The last time Hamas captured an Israeli soldier, Gilad Shalit in 2006, Israel hemmed and hawed for five years but eventually agreed to the release of more than 1,000 Palestinian prisoners in order to set Shalit free in 2011. At least one of the released prisoners, Ziad Awad, went on to murder an Israeli, Baruch Mizrahi, a police chief killed near Hebron in early April.

Goldin’s capture also gives Hamas an opportunity to demonstrate its supremacy over the Palestinian Authority, bolstering Hamas’ argument that it is able to achieve more through violence than the Palestinian Authority is able to achieve through diplomacy.

In Israel, the public debate over the efficacy of lopsided prisoner exchanges will be renewed, probably with unprecedented intensity.

Critics of the Shalit deal warned that the lopsided trade would encourage more kidnappings, and indeed several kidnapping attempts have taken place since then. The most recent was the abduction in June of three Israeli teenagers from a hitchhiking post in the West Bank. That incident, in which the three boys were murdered shortly after their abduction, helped spark the current round of Israeli-Palestinian violence.

Goldin’s capture highlights the inherent challenge of a policy in which no Israeli, dead or alive, is left behind. Goldin’s capture marked the second time during the current fighting that Hamas claimed to have captured an Israeli: On July 20, seven Israeli soldiers were killed when their armored personnel carrier was struck by an anti-tank shell, but only six bodies were recovered. Hamas said it had the seventh soldier, Oron Shaul, in hand, and provided his name as proof, suggesting that Hamas at least might have recovered his dog tags.

On July 25, Israel officially declared Shaul a “a soldier killed in action whose burial site is unknown” — a signal, perhaps, that Israel would take a tough line in any negotiation for his remains.
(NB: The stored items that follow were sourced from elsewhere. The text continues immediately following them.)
// ABOUTME: Authenticated REST client for the MacroTracker backend
// ABOUTME: Builds requests, attaches the bearer token, maps statuses, and decodes JSON
//
// SPDX-License-Identifier: MIT OR Apache-2.0
// Copyright (c) 2025 MacroTracker Contributors

//! Backend REST client
//!
//! One async method per backend operation, grouped by resource:
//!
//! - [`auth`]: signup, login, logout, profile and goal selection
//! - [`goals`]: goal CRUD
//! - [`inventory`]: food and drink inventories
//! - [`records`]: the current day and its entries
//! - [`history`]: archived days
//!
//! Every call is a single request with no retry. Non-success statuses become
//! an [`AppError`] built from the backend's `message`, and response bodies
//! that do not match the expected shape become `MalformedResponse` errors.

/// Signup, login, logout and the current user
pub mod auth;
/// Archived records
pub mod history;
/// Goals
pub mod goals;
/// Food and drink inventories
pub mod inventory;
/// The current day's record
pub mod records;

use std::fmt;
use std::sync::Arc;
use std::time::Instant;

use reqwest::header::ACCEPT;
use reqwest::{Client, Method};
use serde::de::DeserializeOwned;
use serde::Serialize;
use url::Url;
use uuid::Uuid;

use crate::config::ClientConfig;
use crate::constants::api::REQUEST_ID_HEADER;
use crate::credentials::CredentialStore;
use crate::errors::{AppError, AppResult};
use crate::http_client::build_client;
use crate::logging::ClientLogger;
use crate::models::PatchOperation;

/// Whether a request needs the stored bearer token
#[derive(Debug, Clone, Copy, PartialEq, Eq)]
enum AuthMode {
    /// Fail with `AuthRequired` before sending when no token is stored
    Required,
    /// Attach the token when one is stored
    Optional,
    /// Never attach a token
    Anonymous,
}

/// Typed client for the backend REST API
#[derive(Clone)]
pub struct ApiClient {
    http: Client,
    base_url: Url,
    credentials: Arc<dyn CredentialStore>,
}

impl fmt::Debug for ApiClient {
    fn fmt(&self, f: &mut fmt::Formatter<'_>) -> fmt::Result {
        f.debug_struct("ApiClient")
            .field("base_url", &self.base_url.as_str())
            .finish_non_exhaustive()
    }
}

impl ApiClient {
    /// Create a client for the configured backend
    ///
    /// # Errors
    ///
    /// Returns an error if the configuration is invalid or the HTTP client
    /// cannot be built
    pub fn new(config: &ClientConfig, credentials: Arc<dyn CredentialStore>) -> AppResult<Self> {
        config.validate()?;
        Ok(Self {
            http: build_client(config)?,
            base_url: config.api_url.clone(),
            credentials,
        })
    }

    /// Backend base URL
    #[must_use]
    pub const fn base_url(&self) -> &Url {
        &self.base_url
    }

    /// Credential store the client reads its token from
    #[must_use]
    pub fn credentials(&self) -> &Arc<dyn CredentialStore> {
        &self.credentials
    }

    /// True when a session token is stored
    ///
    /// # Errors
    ///
    /// Returns an error if the credential store cannot be read
    pub async fn has_session(&self) -> AppResult<bool> {
        Ok(self.credentials.load().await?.is_some())
    }

    /// Resolve `path` plus encoded id segments against the base URL
    ///
    /// Any path already present in the base URL is kept.
    fn endpoint(&self, path: &str, ids: &[&str]) -> AppResult<Url> {
        if ids.iter().any(|id| id.trim().is_empty()) {
            return Err(AppError::invalid_input("Identifier must not be empty"));
        }

        let mut url = self.base_url.clone();
        url.path_segments_mut()
            .map_err(|()| AppError::config(format!("Base URL {} cannot hold a path", self.base_url)))?
            .pop_if_empty()
            .extend(path.split('/').filter(|segment| !segment.is_empty()))
            .extend(ids);
        Ok(url)
    }

    async fn bearer_token(&self, auth: AuthMode) -> AppResult<Option<String>> {
        if auth == AuthMode::Anonymous {
            return Ok(None);
        }
        match self.credentials.load().await? {
            Some(session) => Ok(Some(session.token)),
            None if auth == AuthMode::Required => Err(AppError::auth_required()),
            None => Ok(None),
        }
    }

    /// Send one request and return the body of a successful response
    async fn execute<B>(
        &self,
        method: Method,
        url: Url,
        auth: AuthMode,
        body: Option<&B>,
    ) -> AppResult<String>
    where
        B: Serialize + ?Sized,
    {
        let path = url.path().to_owned();
        let token = self.bearer_token(auth).await.inspect_err(|e| {
            ClientLogger::log_api_failure(method.as_str(), &path, e);
        })?;

        let mut request = self
            .http
            .request(method.clone(), url)
            .header(ACCEPT, "application/json")
            .header(REQUEST_ID_HEADER, Uuid::new_v4().to_string());
        if let Some(token) = token {
            request = request.bearer_auth(token);
        }
        if let Some(body) = body {
            request = request.json(body);
        }

        let started = Instant::now();
        let response = request.send().await.map_err(|e| {
            let error = AppError::from(e);
            ClientLogger::log_api_failure(method.as_str(), &path, &error);
            error
        })?;

        let status = response.status().as_u16();
        let text = response.text().await?;
        let elapsed_ms = u64::try_from(started.elapsed().as_millis()).unwrap_or(u64::MAX);
        ClientLogger::log_api_call(method.as_str(), &path, status, elapsed_ms);

        if !(200..300).contains(&status) {
            let error = AppError::from_response(status, &text);
            ClientLogger::log_api_failure(method.as_str(), &path, &error);
            return Err(error);
        }
        Ok(text)
    }

    async fn get<T: DeserializeOwned>(&self, url: Url, auth: AuthMode) -> AppResult<T> {
        let context = url.path().to_owned();
        let text = self.execute::<()>(Method::GET, url, auth, None).await?;
        decode(&context, &text)
    }

    async fn post<B, T>(&self, url: Url, auth: AuthMode, body: Option<&B>) -> AppResult<T>
    where
        B: Serialize + ?Sized,
        T: DeserializeOwned,
    {
        let context = url.path().to_owned();
        let text = self.execute(Method::POST, url, auth, body).await?;
        decode(&context, &text)
    }

    async fn patch<T: DeserializeOwned>(&self, url: Url, ops: &[PatchOperation]) -> AppResult<T> {
        if ops.is_empty() {
            return Err(AppError::invalid_input("Nothing to update"));
        }
        let context = url.path().to_owned();
        let text = self
            .execute(Method::PATCH, url, AuthMode::Required, Some(ops))
            .await?;
        decode(&context, &text)
    }

    /// `DELETE` whose response body is not needed
    async fn delete(&self, url: Url) -> AppResult<()> {
        self.execute::<()>(Method::DELETE, url, AuthMode::Required, None)
            .await
            .map(drop)
    }

    /// `DELETE` answered with a resource representation
    async fn delete_returning<T: DeserializeOwned>(&self, url: Url) -> AppResult<T> {
        let context = url.path().to_owned();
        let text = self
            .execute::<()>(Method::DELETE, url, AuthMode::Required, None)
            .await?;
        decode(&context, &text)
    }
}

/// Decode a whole response body, never returning partial results
fn decode<T: DeserializeOwned>(context: &str, body: &str) -> AppResult<T> {
    serde_json::from_str(body)
        .map_err(|e| AppError::malformed_response(context, &e).with_source(e))
}

#[cfg(test)]
mod tests {
    use super::*;
    use crate::credentials::MemoryCredentialStore;
    use crate::errors::ErrorCode;

    fn client(base: &str) -> ApiClient {
        let config = ClientConfig::default().with_api_url(base).unwrap();
        ApiClient::new(&config, Arc::new(MemoryCredentialStore::default())).unwrap()
    }

    #[test]
    fn test_endpoint_keeps_base_path_and_encodes_ids() {
        let api = client("https://api.example.com/v1/");
        let url = api.endpoint("/goals", &["a b/c"]).unwrap();
        assert_eq!(url.as_str(), "https://api.example.com/v1/goals/a%20b%2Fc");

        let api = client("http://localhost:3000");
        let url = api.endpoint("/dailyRecords/current/foodEntries", &[]).unwrap();
        assert_eq!(url.path(), "/dailyRecords/current/foodEntries");
    }

    #[test]
    fn test_endpoint_rejects_blank_ids() {
        let api = client("http://localhost:3000");
        let error = api.endpoint("/goals", &["  "]).unwrap_err();
        assert_eq!(error.code, ErrorCode::InvalidInput);
    }

    #[test]
    fn test_decode_reports_context() {
        let error = decode::<crate::models::Goal>("/goals/g1", r#"{"id":"g1"}"#).unwrap_err();
        assert_eq!(error.code, ErrorCode::MalformedResponse);
        assert!(error.message.starts_with("/goals/g1"));
    }

    #[test]
    fn test_debug_hides_credentials() {
        let api = client("http://localhost:3000");
        let text = format!("{api:?}");
        assert!(text.contains("localhost:3000"));
        assert!(!text.contains("credentials"));
    }
}
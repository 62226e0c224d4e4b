// ABOUTME: Account operations: signup, login, logout, profile, and goal selection
// ABOUTME: Successful authentication stores the returned token in the credential store
//
// SPDX-License-Identifier: MIT OR Apache-2.0
// Copyright (c) 2025 MacroTracker Contributors

use serde_json::Value;
use tracing::info;

use super::{ApiClient, AuthMode};
use crate::constants::api::{CURRENT_USER, LOGIN, SELECTED_GOAL_PROP, SIGNUP};
use crate::credentials::StoredSession;
use crate::errors::{AppError, AppResult};
use crate::logging::ClientLogger;
use crate::models::{AuthResponse, LoginRequest, PatchOperation, SignupRequest, User};

impl ApiClient {
    /// Create an account and store its session token
    ///
    /// # Errors
    ///
    /// Returns an error if a field is blank, the backend rejects the signup,
    /// or the token cannot be stored
    pub async fn signup(&self, username: &str, email: &str, password: &str) -> AppResult<User> {
        require_field("username", username)?;
        require_field("email", email)?;
        require_field("password", password)?;

        let request = SignupRequest {
            username: username.trim().to_owned(),
            email: email.trim().to_owned(),
            password: password.to_owned(),
        };
        let url = self.endpoint(SIGNUP, &[])?;
        let result = self
            .post::<_, AuthResponse>(url, AuthMode::Anonymous, Some(&request))
            .await;
        ClientLogger::log_auth_event(&request.username, "signup", result.is_ok());
        self.store_session(result?).await
    }

    /// Log in with a username (or email) and password
    ///
    /// # Errors
    ///
    /// Returns `AuthInvalid` when the backend rejects the credentials, or a
    /// storage error if the token cannot be saved
    pub async fn login(&self, identifier: &str, password: &str) -> AppResult<User> {
        require_field("username", identifier)?;
        require_field("password", password)?;

        let request = LoginRequest {
            username: identifier.trim().to_owned(),
            password: password.to_owned(),
        };
        let url = self.endpoint(LOGIN, &[])?;
        let result = self
            .post::<_, AuthResponse>(url, AuthMode::Anonymous, Some(&request))
            .await;
        ClientLogger::log_auth_event(&request.username, "login", result.is_ok());
        self.store_session(result?).await
    }

    /// Forget the stored session; the backend is not contacted
    ///
    /// # Errors
    ///
    /// Returns a storage error if the credential store cannot be cleared
    pub async fn logout(&self) -> AppResult<()> {
        self.credentials.clear().await?;
        info!("Session cleared");
        Ok(())
    }

    /// Profile of the logged-in user
    ///
    /// # Errors
    ///
    /// Returns `AuthRequired` without a stored token, or any backend error
    pub async fn current_user(&self) -> AppResult<User> {
        let url = self.endpoint(CURRENT_USER, &[])?;
        self.get(url, AuthMode::Required).await
    }

    /// Persist the selected goal on the user, `None` clears the selection
    ///
    /// # Errors
    ///
    /// Returns `AuthRequired` without a stored token, or any backend error
    pub async fn select_goal(&self, goal_id: Option<&str>) -> AppResult<User> {
        if goal_id.is_some_and(|id| id.trim().is_empty()) {
            return Err(AppError::invalid_input("Goal id must not be empty"));
        }
        let value = goal_id.map_or(Value::Null, |id| Value::String(id.to_owned()));
        let url = self.endpoint(CURRENT_USER, &[])?;
        self.patch(url, &[PatchOperation::new(SELECTED_GOAL_PROP, value)])
            .await
    }

    async fn store_session(&self, auth: AuthResponse) -> AppResult<User> {
        if auth.token.is_empty() {
            return Err(AppError::malformed_response(
                "authentication response",
                "empty token",
            ));
        }
        self.credentials
            .save(&StoredSession::new(auth.token, &auth.user))
            .await?;
        Ok(auth.user)
    }
}

fn require_field(name: &str, value: &str) -> AppResult<()> {
    if value.trim().is_empty() {
        return Err(AppError::invalid_input(format!("{name} must not be empty")));
    }
    Ok(())
}
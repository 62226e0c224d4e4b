// ABOUTME: Patch operations in the backend's {propName, value} list format
// ABOUTME: Typed update structs convert into operation lists covering only changed fields
//
// SPDX-License-Identifier: MIT OR Apache-2.0
// Copyright (c) 2025 MacroTracker Contributors

use serde::{Deserialize, Serialize};
use serde_json::Value;

/// One property replacement in a `PATCH` body
#[derive(Debug, Clone, PartialEq, Serialize, Deserialize)]
#[serde(rename_all = "camelCase")]
pub struct PatchOperation {
    /// Name of the property to replace (camelCase, as on the wire)
    pub prop_name: String,
    /// New value, `null` clears an optional property
    pub value: Value,
}

impl PatchOperation {
    /// Create an operation from any serializable value
    pub fn new(prop_name: impl Into<String>, value: impl Into<Value>) -> Self {
        Self {
            prop_name: prop_name.into(),
            value: value.into(),
        }
    }
}

/// Conversion of a typed update into a `PATCH` operation list
pub trait IntoPatch {
    /// Operations for every field that is set on the update
    fn into_patch(self) -> Vec<PatchOperation>;
}

/// Push an operation when `value` is set
pub(crate) fn push_if_set<T: Into<Value>>(
    ops: &mut Vec<PatchOperation>,
    prop_name: &str,
    value: Option<T>,
) {
    if let Some(value) = value {
        ops.push(PatchOperation::new(prop_name, value));
    }
}
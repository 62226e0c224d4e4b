// ABOUTME: Configuration management module for the MacroTracker client
// ABOUTME: Environment-only configuration for backend URL, timeouts, and credential path
//
// SPDX-License-Identifier: MIT OR Apache-2.0
// Copyright (c) 2025 MacroTracker Contributors
//! Configuration module
//!
//! - **Environment**: client configuration from environment variables, with
//!   command-line overrides applied on top by the binary

/// Client configuration from environment variables
pub mod environment;

pub use environment::ClientConfig;
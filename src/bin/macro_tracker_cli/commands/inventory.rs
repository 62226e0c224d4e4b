// ABOUTME: Food and drink inventory commands for macro-tracker
// ABOUTME: Units are parsed per inventory so foods only accept weights and drinks volumes
//
// SPDX-License-Identifier: MIT OR Apache-2.0
// Copyright (c) 2025 MacroTracker Contributors

use anyhow::{bail, Context, Result};
use macro_tracker::client::ApiClient;
use macro_tracker::models::{ItemUpdate, MeasureUnit, NewItem, Quantity, VolumeUnit, WeightUnit};

use crate::helpers::display::{display_inventory, display_item};
use crate::{InventoryCommand, MacroArgs};

/// Run a `foods` subcommand
pub async fn run_foods(client: &ApiClient, action: InventoryCommand) -> Result<()> {
    match action {
        InventoryCommand::List => display_inventory("Foods", &client.list_foods().await?),
        InventoryCommand::Add {
            name,
            amount,
            unit,
            macros,
        } => {
            let food = client
                .create_food(&new_item::<WeightUnit>(name, amount, &unit, &macros)?)
                .await?;
            println!("Food added");
            display_item(&food);
        }
        InventoryCommand::Update {
            item_id,
            name,
            amount,
            unit,
            macros,
            clear_carbs,
            clear_fat,
        } => {
            let update =
                item_update::<WeightUnit>(name, amount, unit.as_deref(), &macros, clear_carbs, clear_fat)?;
            let food = client.update_food(&item_id, update).await?;
            println!("Food updated");
            display_item(&food);
        }
        InventoryCommand::Delete { item_id } => {
            client.delete_food(&item_id).await?;
            println!("Food {item_id} deleted");
        }
    }
    Ok(())
}

/// Run a `drinks` subcommand
pub async fn run_drinks(client: &ApiClient, action: InventoryCommand) -> Result<()> {
    match action {
        InventoryCommand::List => display_inventory("Drinks", &client.list_drinks().await?),
        InventoryCommand::Add {
            name,
            amount,
            unit,
            macros,
        } => {
            let drink = client
                .create_drink(&new_item::<VolumeUnit>(name, amount, &unit, &macros)?)
                .await?;
            println!("Drink added");
            display_item(&drink);
        }
        InventoryCommand::Update {
            item_id,
            name,
            amount,
            unit,
            macros,
            clear_carbs,
            clear_fat,
        } => {
            let update =
                item_update::<VolumeUnit>(name, amount, unit.as_deref(), &macros, clear_carbs, clear_fat)?;
            let drink = client.update_drink(&item_id, update).await?;
            println!("Drink updated");
            display_item(&drink);
        }
        InventoryCommand::Delete { item_id } => {
            client.delete_drink(&item_id).await?;
            println!("Drink {item_id} deleted");
        }
    }
    Ok(())
}

/// Parse `amount` and `unit` into a quantity of the inventory's dimension
pub fn parse_quantity<U: MeasureUnit>(amount: f64, unit: &str) -> Result<Quantity<U>>
where
    U::Err: std::error::Error + Send + Sync + 'static,
{
    let unit: U = unit.parse().with_context(|| format!("Unsupported unit '{unit}'"))?;
    Ok(Quantity::new(amount, unit))
}

fn new_item<U: MeasureUnit>(name: String, amount: f64, unit: &str, macros: &MacroArgs) -> Result<NewItem<U>>
where
    U::Err: std::error::Error + Send + Sync + 'static,
{
    Ok(NewItem {
        name,
        quantity: parse_quantity(amount, unit)?,
        calories: macros.calories.context("--calories is required")?,
        protein: macros.protein.context("--protein is required")?,
        carbs: macros.carbs,
        fat: macros.fat,
    })
}

fn item_update<U: MeasureUnit>(
    name: Option<String>,
    amount: Option<f64>,
    unit: Option<&str>,
    macros: &MacroArgs,
    clear_carbs: bool,
    clear_fat: bool,
) -> Result<ItemUpdate<U>>
where
    U::Err: std::error::Error + Send + Sync + 'static,
{
    let quantity = match (amount, unit) {
        (Some(amount), Some(unit)) => Some(parse_quantity(amount, unit)?),
        _ => None,
    };
    let update = ItemUpdate {
        name,
        quantity,
        calories: macros.calories,
        protein: macros.protein,
        carbs: if clear_carbs { Some(None) } else { macros.carbs.map(Some) },
        fat: if clear_fat { Some(None) } else { macros.fat.map(Some) },
    };
    if update.is_empty() {
        bail!("Nothing to update");
    }
    Ok(update)
}
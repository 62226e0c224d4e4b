// ABOUTME: Goal commands for macro-tracker: list, create, update, delete, select
// ABOUTME: Targets left at zero keep the macro untracked
//
// SPDX-License-Identifier: MIT OR Apache-2.0
// Copyright (c) 2025 MacroTracker Contributors

use anyhow::{bail, Result};
use macro_tracker::client::ApiClient;
use macro_tracker::models::{GoalTargets, GoalUpdate, NewGoal};

use crate::helpers::display::{display_goal, display_goals};
use crate::{GoalCommand, TargetArgs};

/// Run a `goals` subcommand
pub async fn run(client: &ApiClient, action: GoalCommand) -> Result<()> {
    match action {
        GoalCommand::List => {
            let goals = client.list_goals().await?;
            let selected = client.current_user().await?.selected_goal_id;
            display_goals(&goals, selected.as_deref());
        }
        GoalCommand::Create { name, targets } => {
            let goal = client
                .create_goal(&NewGoal {
                    name,
                    targets: GoalTargets {
                        calorie_goal: targets.calories.unwrap_or(0),
                        protein_goal: targets.protein.unwrap_or(0),
                        carb_goal: targets.carbs.unwrap_or(0),
                        fat_goal: targets.fat.unwrap_or(0),
                    },
                })
                .await?;
            println!("Goal created");
            display_goal(&goal, false);
        }
        GoalCommand::Update {
            goal_id,
            name,
            targets,
        } => {
            let update = goal_update(name, targets);
            if update.is_empty() {
                bail!("Nothing to update, pass at least one of --name/--calories/--protein/--carbs/--fat");
            }
            let goal = client.update_goal(&goal_id, update).await?;
            println!("Goal updated");
            display_goal(&goal, false);
        }
        GoalCommand::Delete { goal_id } => {
            client.delete_goal(&goal_id).await?;
            println!("Goal {goal_id} deleted");
        }
        GoalCommand::Select { goal_id, clear } => {
            if clear {
                client.select_goal(None).await?;
                println!("Goal selection cleared");
            } else if let Some(goal_id) = goal_id {
                let goal = client.get_goal(&goal_id).await?;
                client.select_goal(Some(&goal.id)).await?;
                println!("Selected goal {}", goal.name);
            } else {
                bail!("Pass a goal id or --clear");
            }
        }
    }
    Ok(())
}

fn goal_update(name: Option<String>, targets: TargetArgs) -> GoalUpdate {
    GoalUpdate {
        name,
        calorie_goal: targets.calories,
        protein_goal: targets.protein,
        carb_goal: targets.carbs,
        fat_goal: targets.fat,
    }
}
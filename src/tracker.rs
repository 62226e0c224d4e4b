// ABOUTME: Local state of the current day and the selected goal
// ABOUTME: Applies the backend's canonical record after every mutation and derives progress
//
// SPDX-License-Identifier: MIT OR Apache-2.0
// Copyright (c) 2025 MacroTracker Contributors

//! Day tracker
//!
//! [`DayTracker`] keeps the last-known-good [`DailyRecord`] and the selected
//! [`Goal`]. Mutations go to the backend and the record it returns replaces
//! the local copy; nothing is merged locally. When a mutation fails the
//! tracker re-fetches the current record so local state matches whatever the
//! backend actually stored. Snapshots are applied in the order responses
//! arrive, and every applied snapshot bumps [`DayTracker::revision`].

use tokio::sync::RwLock;
use tracing::{debug, warn};

use crate::client::ApiClient;
use crate::errors::{AppError, AppResult, ErrorCode};
use crate::models::{
    ArchivedRecord, DailyRecord, Drink, EntryKind, Food, Goal, NewManualEntry, VolumeUnit,
    WeightUnit,
};
use crate::nutrition::{compute_progress, NutritionTotals, PortionInput, ProgressReport, ServingCalculator};

/// Point-in-time copy of the tracker state
#[derive(Debug, Clone, Default, PartialEq)]
pub struct TrackerSnapshot {
    /// Current day, `None` before the first refresh
    pub record: Option<DailyRecord>,
    /// Selected goal
    pub goal: Option<Goal>,
    /// Number of snapshots applied so far
    pub revision: u64,
}

/// Current day and selected goal, kept in sync with the backend
#[derive(Debug)]
pub struct DayTracker {
    client: ApiClient,
    state: RwLock<TrackerSnapshot>,
}

impl DayTracker {
    /// Tracker with empty state; call [`Self::refresh`] to load it
    #[must_use]
    pub fn new(client: ApiClient) -> Self {
        Self {
            client,
            state: RwLock::new(TrackerSnapshot::default()),
        }
    }

    /// Underlying API client
    #[must_use]
    pub const fn client(&self) -> &ApiClient {
        &self.client
    }

    /// Load the current record and the user's selected goal
    ///
    /// A selected goal that no longer exists is treated as no selection.
    ///
    /// # Errors
    ///
    /// Returns the first backend error; local state is left unchanged
    pub async fn refresh(&self) -> AppResult<TrackerSnapshot> {
        let record = self.client.current_record().await?;
        let user = self.client.current_user().await?;
        let goal = match user.selected_goal_id.as_deref() {
            Some(goal_id) => match self.client.get_goal(goal_id).await {
                Ok(goal) => Some(goal),
                Err(e) if e.code == ErrorCode::ResourceNotFound => {
                    warn!(goal_id, "Selected goal no longer exists");
                    None
                }
                Err(e) => return Err(e),
            },
            None => None,
        };

        let mut state = self.state.write().await;
        state.record = Some(record);
        state.goal = goal;
        state.revision += 1;
        debug!(revision = state.revision, "Tracker refreshed");
        Ok(state.clone())
    }

    /// Log a portion of a food
    ///
    /// # Errors
    ///
    /// Returns `InvalidInput` for a non-positive portion, or the backend error
    /// after re-syncing the current record
    pub async fn add_food(
        &self,
        food: &Food,
        portion: PortionInput<WeightUnit>,
    ) -> AppResult<DailyRecord> {
        let entry = ServingCalculator::for_item(food)?
            .resolve(portion)?
            .to_new_entry(food);
        let result = self.client.add_food_entry(&entry).await;
        self.settle(result).await
    }

    /// Log a portion of a drink
    ///
    /// # Errors
    ///
    /// Returns `InvalidInput` for a non-positive portion, or the backend error
    /// after re-syncing the current record
    pub async fn add_drink(
        &self,
        drink: &Drink,
        portion: PortionInput<VolumeUnit>,
    ) -> AppResult<DailyRecord> {
        let entry = ServingCalculator::for_item(drink)?
            .resolve(portion)?
            .to_new_entry(drink);
        let result = self.client.add_drink_entry(&entry).await;
        self.settle(result).await
    }

    /// Log freeform macros
    ///
    /// # Errors
    ///
    /// Returns the backend error after re-syncing the current record
    pub async fn add_manual(&self, entry: &NewManualEntry) -> AppResult<DailyRecord> {
        let result = self.client.add_manual_entry(entry).await;
        self.settle(result).await
    }

    /// Remove an entry from the current day
    ///
    /// # Errors
    ///
    /// Returns the backend error after re-syncing the current record
    pub async fn remove_entry(&self, kind: EntryKind, entry_id: &str) -> AppResult<DailyRecord> {
        let result = self.client.delete_entry(kind, entry_id).await;
        self.settle(result).await
    }

    /// Archive the current day and load the new one
    ///
    /// The archived record is returned even if loading the new day fails; the
    /// local record is then empty until the next refresh.
    ///
    /// # Errors
    ///
    /// Returns the backend error after re-syncing the current record
    pub async fn complete_day(&self) -> AppResult<ArchivedRecord> {
        let archived = match self.client.complete_day().await {
            Ok(archived) => archived,
            Err(e) => {
                self.resync(&e).await;
                return Err(e);
            }
        };

        match self.client.current_record().await {
            Ok(record) => {
                self.apply(Some(record)).await;
            }
            Err(e) => {
                warn!(error = %e, "Day archived but the new day could not be loaded");
                self.apply(None).await;
            }
        }
        Ok(archived)
    }

    /// Select a goal, or clear the selection with `None`
    ///
    /// # Errors
    ///
    /// Returns the backend error; the local selection is unchanged on failure
    pub async fn select_goal(&self, goal: Option<Goal>) -> AppResult<()> {
        self.client
            .select_goal(goal.as_ref().map(|g| g.id.as_str()))
            .await?;

        let mut state = self.state.write().await;
        state.goal = goal;
        state.revision += 1;
        Ok(())
    }

    /// Progress of the current day against the selected goal
    pub async fn progress(&self) -> ProgressReport {
        let state = self.state.read().await;
        let totals = state
            .record
            .as_ref()
            .map_or_else(NutritionTotals::default, DailyRecord::totals);
        compute_progress(state.goal.as_ref().map(|goal| &goal.targets), &totals)
    }

    /// Copy of the current state
    pub async fn snapshot(&self) -> TrackerSnapshot {
        self.state.read().await.clone()
    }

    /// Last-known-good current record
    pub async fn current_record(&self) -> Option<DailyRecord> {
        self.state.read().await.record.clone()
    }

    /// Selected goal
    pub async fn selected_goal(&self) -> Option<Goal> {
        self.state.read().await.goal.clone()
    }

    /// Number of snapshots applied so far
    pub async fn revision(&self) -> u64 {
        self.state.read().await.revision
    }

    async fn settle(&self, result: AppResult<DailyRecord>) -> AppResult<DailyRecord> {
        match result {
            Ok(record) => {
                self.apply(Some(record.clone())).await;
                Ok(record)
            }
            Err(e) => {
                self.resync(&e).await;
                Err(e)
            }
        }
    }

    /// Re-fetch the canonical record after a failed mutation, keeping the
    /// last-known-good record if that fails too
    ///
    /// Requests rejected before they were sent cannot have changed the day.
    async fn resync(&self, cause: &AppError) {
        let rejected_locally = cause.http_status.is_none()
            && matches!(cause.code, ErrorCode::AuthRequired | ErrorCode::InvalidInput);
        if rejected_locally {
            return;
        }
        match self.client.current_record().await {
            Ok(record) => self.apply(Some(record)).await,
            Err(e) => warn!(error = %e, "Could not re-sync current record, keeping last known state"),
        }
    }

    async fn apply(&self, record: Option<DailyRecord>) {
        let mut state = self.state.write().await;
        state.record = record;
        state.revision += 1;
        debug!(revision = state.revision, "Applied record snapshot");
    }
}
For Israel, great value is attached to retrieving even the bodies of Israelis. In 2008, Israel traded five Lebanese prisoners and the remains of 199 Lebanese fighters to Hezbollah in exchange for the remains of two Israeli soldiers, Ehud Goldwasser and Eldad Regev, whose bodies were captured in the incident that sparked the 2006 Second Lebanon War. While Goldwasser and Regev officially were not known to have been killed, Israeli intelligence services concluded long before the swap that they almost certainly had died in the 2006 incident along the Lebanon-Israel border.

In 2007, Israel released a Hezbollah member and two Hezbollah bodies in exchange for the remains of an Israeli who drowned in the Mediterranean and washed ashore in Lebanon.

Shalit was Israel’s longest-held captive to return home alive. While successive Israeli governments held out for more than five years under mounting public pressure for a deal, ultimately the Israeli Cabinet voted for a prisoner swap, despite the high price.

It remains to be seen how that experience will influence public thinking now that Goldin has been abducted.

Moshe Yaalon, now Israel’s defense minister, was a staunch critic of the Shalit deal. In 2008, when he was IDF chief of staff, he argued against lopsided swaps.

“When it comes to the question of a deal, I am one of those who call for the minimum,” Yaalon told a security conference at Tel-Hai Academic College. “And in some cases we must even say we are ready to sacrifice in the face of what we are required to pay, because the payment price is much heavier than the price of losing the hostage.”

For now, Israeli troops are carrying out intensive operations in the southern Gaza Strip, where Goldin was captured, in an effort to locate and recover him.